Dignity. Can we please leave these guys with their dignity? They have lost so much, and they are subjected to examinations, procedures, medications, etc. on a daily basis. Can't we leave them with their dignity? Ask yourself if he would want the world to see him in that situation. If the answer is "no," don't post the picture. If the answer is "I'm not sure," don't post the picture. Most of us would not want a picture of us getting a medical procedure. If he says to post it, use your common sense. He is under the influence of so much medication. Does he really want that picture posted?
I have some horrible pictures of Derek from when he first arrived. I took them for the sole reason of showing him how far he has come. I wouldn't think of posting them. When he is off the medication and his head is clearer, if he requests that they be posted, then I will. But he has to request it.

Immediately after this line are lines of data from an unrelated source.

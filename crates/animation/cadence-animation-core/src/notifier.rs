//! Synchronous multi-subscriber fan-out.
//!
//! Subscribers are plain closures. They receive events in subscription order
//! and get no handle back into the system, so a listener cannot mutate the
//! store or scheduler while an event is being delivered.

use std::fmt;

#[derive(Copy, Clone, Debug, Eq, PartialEq, Hash, PartialOrd, Ord)]
pub struct SubscriptionId(u64);

type Listener<E> = Box<dyn FnMut(&E)>;

pub struct ChangeNotifier<E> {
    listeners: Vec<(SubscriptionId, Listener<E>)>,
    next_id: u64,
}

impl<E> Default for ChangeNotifier<E> {
    fn default() -> Self {
        Self {
            listeners: Vec::new(),
            next_id: 0,
        }
    }
}

impl<E> fmt::Debug for ChangeNotifier<E> {
    fn fmt(&self, f: &mut fmt::Formatter<'_>) -> fmt::Result {
        f.debug_struct("ChangeNotifier")
            .field("listeners", &self.listeners.len())
            .finish()
    }
}

impl<E> ChangeNotifier<E> {
    pub fn new() -> Self {
        Self::default()
    }

    pub fn subscribe<F>(&mut self, listener: F) -> SubscriptionId
    where
        F: FnMut(&E) + 'static,
    {
        let id = SubscriptionId(self.next_id);
        self.next_id += 1;
        self.listeners.push((id, Box::new(listener)));
        id
    }

    /// Returns false if `id` was not subscribed.
    pub fn unsubscribe(&mut self, id: SubscriptionId) -> bool {
        let before = self.listeners.len();
        self.listeners.retain(|(sid, _)| *sid != id);
        self.listeners.len() != before
    }

    pub fn notify(&mut self, event: &E) {
        for (_, listener) in self.listeners.iter_mut() {
            listener(event);
        }
    }

    #[inline]
    pub fn len(&self) -> usize {
        self.listeners.len()
    }

    #[inline]
    pub fn is_empty(&self) -> bool {
        self.listeners.is_empty()
    }
}
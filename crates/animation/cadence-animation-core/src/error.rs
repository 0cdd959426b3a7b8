//! Error types for the animation core

use serde::{Deserialize, Serialize};

use crate::value::{ValueKind, VectorComponent};

/// Entity family a handle points into.
#[derive(Clone, Copy, Debug, PartialEq, Eq, Hash, Serialize, Deserialize)]
pub enum EntityKind {
    Spline,
    DataBinding,
    Instance,
    Animation,
}

impl std::fmt::Display for EntityKind {
    fn fmt(&self, f: &mut std::fmt::Formatter<'_>) -> std::fmt::Result {
        let name = match self {
            EntityKind::Spline => "spline",
            EntityKind::DataBinding => "data binding",
            EntityKind::Instance => "animation instance",
            EntityKind::Animation => "animation",
        };
        f.write_str(name)
    }
}

/// Contract violations reported at the API boundary.
///
/// An animation with an unset or empty time range is not an error: it simply
/// never activates.
#[derive(thiserror::Error, Debug, Clone, PartialEq, Serialize, Deserialize)]
#[non_exhaustive]
pub enum AnimationError {
    /// Handle does not resolve (never allocated, removed, or stale generation)
    #[error("{kind} not found: index {index} generation {generation}")]
    EntityNotFound {
        kind: EntityKind,
        index: u32,
        generation: u32,
    },

    /// Binding cannot receive values produced by the instance's spline
    #[error("binding type {binding:?} is incompatible with spline type {spline:?} (component {component:?})")]
    IncompatibleBindingType {
        spline: ValueKind,
        component: VectorComponent,
        binding: ValueKind,
    },

    /// Key value kind differs from the spline value kind
    #[error("key type {actual:?} does not match spline type {expected:?}")]
    KeyTypeMismatch {
        expected: ValueKind,
        actual: ValueKind,
    },

    /// Tangent presence does not match the spline key shape
    #[error("key shape mismatch: spline stores {expected} keys")]
    KeyShapeMismatch { expected: String },

    #[error("key index {index} out of range (spline has {len} keys)")]
    KeyIndexOutOfRange { index: usize, len: usize },

    /// Bezier interpolation needs tangent keys
    #[error("bezier interpolation requires a spline with tangent keys")]
    BezierRequiresTangents,

    /// Explicitly validated range is unset or empty
    #[error("invalid time range: start {start:?} stop {stop:?}")]
    InvalidTimeRange {
        start: Option<u64>,
        stop: Option<u64>,
    },

    /// Playback speed must be finite and positive
    #[error("invalid playback speed {speed}")]
    InvalidPlaybackSpeed { speed: f32 },

    #[error("serialization error: {reason}")]
    SerializationError { reason: String },
}

impl AnimationError {
    pub(crate) fn not_found<T>(kind: EntityKind, handle: crate::ids::Handle<T>) -> Self {
        let err = Self::EntityNotFound {
            kind,
            index: handle.index(),
            generation: handle.generation(),
        };
        log::error!("{err}");
        err
    }

    /// Get error category for logging/metrics
    #[inline]
    pub fn category(&self) -> &'static str {
        match self {
            Self::EntityNotFound { .. } => "handle",
            Self::IncompatibleBindingType { .. }
            | Self::KeyTypeMismatch { .. }
            | Self::KeyShapeMismatch { .. }
            | Self::BezierRequiresTangents => "type",
            Self::KeyIndexOutOfRange { .. }
            | Self::InvalidTimeRange { .. }
            | Self::InvalidPlaybackSpeed { .. } => "validation",
            Self::SerializationError { .. } => "serialization",
        }
    }
}

impl From<serde_json::Error> for AnimationError {
    fn from(err: serde_json::Error) -> Self {
        Self::SerializationError {
            reason: err.to_string(),
        }
    }
}

pub type Result<T> = std::result::Result<T, AnimationError>;

#[cfg(test)]
mod tests {
    use super::*;
    use crate::ids::Handle;

    #[test]
    fn not_found_carries_handle_parts() {
        let h: Handle<()> = Handle::new(4, 2);
        let err = AnimationError::not_found(EntityKind::Animation, h);
        assert_eq!(
            err,
            AnimationError::EntityNotFound {
                kind: EntityKind::Animation,
                index: 4,
                generation: 2
            }
        );
        assert_eq!(err.to_string(), "animation not found: index 4 generation 2");
        assert_eq!(err.category(), "handle");
    }

    #[test]
    fn serialization_roundtrip() {
        let error = AnimationError::KeyIndexOutOfRange { index: 3, len: 1 };
        let serialized = serde_json::to_string(&error).unwrap();
        let deserialized: AnimationError = serde_json::from_str(&serialized).unwrap();
        assert_eq!(error, deserialized);
    }
}
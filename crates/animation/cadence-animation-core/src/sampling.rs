//! Spline sampling: segment location with temporal-locality caching.
//!
//! Model:
//! - A segment is the pair of adjacent keys [i, i+1] whose timestamps bracket
//!   the query, plus the fraction of the way from key i to key i+1.
//! - The locator caches the last segment. Forward playback usually stays in
//!   the cached segment or finds the next one a few keys ahead; rewinds fall
//!   back to a search over the keys before the cached segment.
//! - Queries before the first key clamp to a zero-length segment at the first
//!   key; queries at or after the last key clamp to the last key.
//! - Reverse playback mirrors the query as `last_key_time - t` (saturating).

use crate::interp::{bezier_value, linear_value, step_value, InterpolationType};
use crate::spline::Spline;
use crate::time::SplineTimeStamp;
use crate::value::Value;

#[derive(Clone, Copy, Debug, PartialEq)]
pub struct Segment {
    pub start: usize,
    pub end: usize,
    /// Local fraction in [0, 1) between the two keys; 0 for clamped segments
    pub fraction: f32,
    /// Spline time the segment was resolved for (after mirroring)
    pub time: SplineTimeStamp,
}

impl Segment {
    #[inline]
    pub fn is_zero_length(&self) -> bool {
        self.start == self.end
    }

    fn clamped(index: usize, time: SplineTimeStamp) -> Self {
        Self {
            start: index,
            end: index,
            fraction: 0.0,
            time,
        }
    }

    fn between(timestamps: &[SplineTimeStamp], start: usize, time: SplineTimeStamp) -> Self {
        let t0 = timestamps[start];
        let t1 = timestamps[start + 1];
        let fraction = (time - t0) as f32 / (t1 - t0) as f32;
        Self {
            start,
            end: start + 1,
            fraction,
            time,
        }
    }
}

/// Stateful cursor over one spline's timestamps.
///
/// The cache stores key indices, which shift when keys are inserted or
/// removed; call [`SegmentLocator::reset`] after mutating the spline.
#[derive(Clone, Debug, Default)]
pub struct SegmentLocator {
    cached: Option<(usize, usize)>,
}

impl SegmentLocator {
    pub fn new() -> Self {
        Self::default()
    }

    #[inline]
    pub fn reset(&mut self) {
        self.cached = None;
    }

    /// Cached `(start, end)` key indices of the last lookup.
    #[inline]
    pub fn cached_segment(&self) -> Option<(usize, usize)> {
        self.cached
    }

    /// Resolve `time` to a segment. Returns `None` for a spline without keys.
    pub fn locate(
        &mut self,
        timestamps: &[SplineTimeStamp],
        time: SplineTimeStamp,
        reverse: bool,
    ) -> Option<Segment> {
        let n = timestamps.len();
        let last = *timestamps.last()?;
        let time = if reverse {
            last.saturating_sub(time)
        } else {
            time
        };

        let (cached_start, cached_end) = match self.cached {
            Some((s, e)) if e < n => (s, e),
            _ => (0, 0),
        };

        // 1) still inside the cached segment
        if cached_end > cached_start
            && timestamps[cached_start] <= time
            && time < timestamps[cached_end]
        {
            return Some(Segment::between(timestamps, cached_start, time));
        }

        // 2) forward from the cached end
        let mut found = None;
        for i in cached_end..n.saturating_sub(1) {
            if timestamps[i] > time {
                break;
            }
            if time < timestamps[i + 1] {
                found = Some(i);
                break;
            }
        }

        // 3) rewind: keys in [0, cached_start]
        if found.is_none() && n > 1 {
            let upper = cached_start.min(n - 2);
            let idx = timestamps[..=upper].partition_point(|ts| *ts <= time);
            if idx > 0 && time < timestamps[idx] {
                found = Some(idx - 1);
            }
        }

        let segment = match found {
            Some(start) => Segment::between(timestamps, start, time),
            // 4) clamp
            None if time < timestamps[0] => Segment::clamped(0, time),
            None if time >= last => Segment::clamped(n - 1, time),
            // unreachable for sorted input; treat as the last key
            None => Segment::clamped(n - 1, time),
        };
        self.cached = Some((segment.start, segment.end));
        Some(segment)
    }
}

/// Evaluate `spline` at local time `time`.
///
/// Exactly at a key (and for clamped queries) the stored key value is
/// returned unchanged for every interpolation kind.
pub fn sample_spline(
    spline: &Spline,
    locator: &mut SegmentLocator,
    time: SplineTimeStamp,
    reverse: bool,
    interpolation: InterpolationType,
) -> Option<Value> {
    let segment = locator.locate(spline.timestamps(), time, reverse)?;
    let left = spline.key(segment.start)?;
    if segment.is_zero_length() || segment.fraction <= 0.0 {
        return Some(left.value);
    }
    let right = spline.key(segment.end)?;
    let value = match interpolation {
        InterpolationType::Step => step_value(&left.value, &right.value, segment.fraction),
        InterpolationType::Linear => linear_value(&left.value, &right.value, segment.fraction),
        InterpolationType::Bezier => {
            let t0 = spline.timestamp(segment.start)? as f32;
            let t1 = spline.timestamp(segment.end)? as f32;
            bezier_value(left, t0, right, t1, segment.time as f32)
        }
    };
    Some(value)
}
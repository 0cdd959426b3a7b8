//! System configuration: processing mode and pool sizing.

use serde::{Deserialize, Serialize};

use crate::error::Result;

/// How the dispatcher turns scheduler events into property writes.
#[derive(Clone, Copy, Debug, Default, PartialEq, Eq, Serialize, Deserialize)]
pub enum ProcessingMode {
    /// Re-evaluate every active animation on each advanced tick.
    #[default]
    Full,
    /// Write only at start, finish and pause boundaries.
    BoundaryOnly,
}

/// Initial pool capacities. Pools grow past these on demand.
#[derive(Clone, Copy, Debug, Default, PartialEq, Eq, Serialize, Deserialize)]
#[serde(default)]
pub struct CapacityHints {
    pub splines: usize,
    pub data_bindings: usize,
    pub instances: usize,
    pub animations: usize,
}

impl CapacityHints {
    /// Same hint for every entity kind.
    pub const fn uniform(n: usize) -> Self {
        Self {
            splines: n,
            data_bindings: n,
            instances: n,
            animations: n,
        }
    }
}

#[derive(Clone, Debug, Default, PartialEq, Serialize, Deserialize)]
#[serde(default)]
pub struct Config {
    pub processing: ProcessingMode,
    pub capacity: CapacityHints,
}

impl Config {
    pub fn boundary_only() -> Self {
        Self {
            processing: ProcessingMode::BoundaryOnly,
            ..Self::default()
        }
    }

    /// Parse a config document; missing fields take their defaults.
    pub fn from_json(json: &str) -> Result<Self> {
        Ok(serde_json::from_str(json)?)
    }
}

I have shared many pages from other wounded warriors. Most of them have respected the guy's privacy. Some have not. It breaks my heart for these guys. They are medicated, injured, out of sorts. They are heroes. Let's please respect them.
Okay. Vent over. Sorry. Sometimes you gotta let it out or you will blow! We stay positive, and we look for the good every day. We thank God for our blessings, and we count those blessings often. But sometimes, things get so heavy that I have to vent.
Now we are on to getting Derek to the Matc for the rest of the week and getting him stronger. He is almost there. He is making that climb to glory, and we will be celebrating, with all of you who have supported him and wished him well, at the top of that mountain!